▶ **Required work**
Please set down the records exactly, keeping every line.

▶ **Data**
== Segment start ==

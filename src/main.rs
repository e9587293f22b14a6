//! Bank Ledger CLI
//!
//! Command-line interface for replaying bank scenarios.
//!
//! # Usage
//!
//! ```bash
//! cargo run -- scenario.json > outputs.json
//! cargo run -- --output balances scenario.json > balances.csv
//! cargo run -- --as-of 2025-06-01 --reference-currency RON scenario.json
//! RUST_LOG=debug cargo run -- scenario.json
//! ```
//!
//! The program reads the scenario, replays its command log and prints either
//! the command outputs (JSON) or the final balances (CSV) to stdout. Logs go
//! to stderr.
//!
//! # Exit Codes
//!
//! - 0: Success
//! - 1: Error (missing arguments, file not found, malformed scenario, etc.)

use bank_ledger::cli;
use bank_ledger::strategy;
use std::process;
use tracing::error;
use tracing_subscriber::EnvFilter;

fn main() {
    tracing_subscriber::fmt()
        .with_env_filter(
            EnvFilter::try_from_default_env().unwrap_or_else(|_| EnvFilter::new("warn")),
        )
        .with_writer(std::io::stderr)
        .init();

    let args = cli::parse_args();
    let strategy = strategy::create_strategy(args.output, args.to_engine_config());

    let mut output = std::io::stdout().lock();
    if let Err(e) = strategy.process(&args.input_file, &mut output) {
        error!(error = %e, "replay failed");
        eprintln!("Error: {}", e);
        process::exit(1);
    }
}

== Segment end ==

▶ **Reply**
filename src/main.rs
repository e9587293f22b14a6
//! Bank Ledger CLI
//!
//! Command-line interface for replaying bank scenarios.
//!
//! # Usage
//!
//! ```bash
//! cargo run -- scenario.json > outputs.json
//! cargo run -- --output balances scenario.json > balances.csv
//! cargo run -- --as-of 2025-06-01 --reference-currency RON scenario.json
//! RUST_LOG=debug cargo run -- scenario.json
//! ```
//!
//! The program reads the scenario, replays its command log and prints either
//! the command outputs (JSON) or the final balances (CSV) to stdout. Logs go
//! to stderr.
//!
//! # Exit Codes
//!
//! - 0: Success
//! - 1: Error (missing arguments, file not found, malformed scenario, etc.)

use bank_ledger::cli;
use bank_ledger::strategy;
use std::process;
use tracing::error;
use tracing_subscriber::EnvFilter;

fn main() {
    tracing_subscriber::fmt()
        .with_env_filter(
            EnvFilter::try_from_default_env().unwrap_or_else(|_| EnvFilter::new("warn")),
        )
        .with_writer(std::io::stderr)
        .init();

    let args = cli::parse_args();
    let strategy = strategy::create_strategy(args.output, args.to_engine_config());

    let mut output = std::io::stdout().lock();
    if let Err(e) = strategy.process(&args.input_file, &mut output) {
        error!(error = %e, "replay failed");
        eprintln!("Error: {}", e);
        process::exit(1);
    }
}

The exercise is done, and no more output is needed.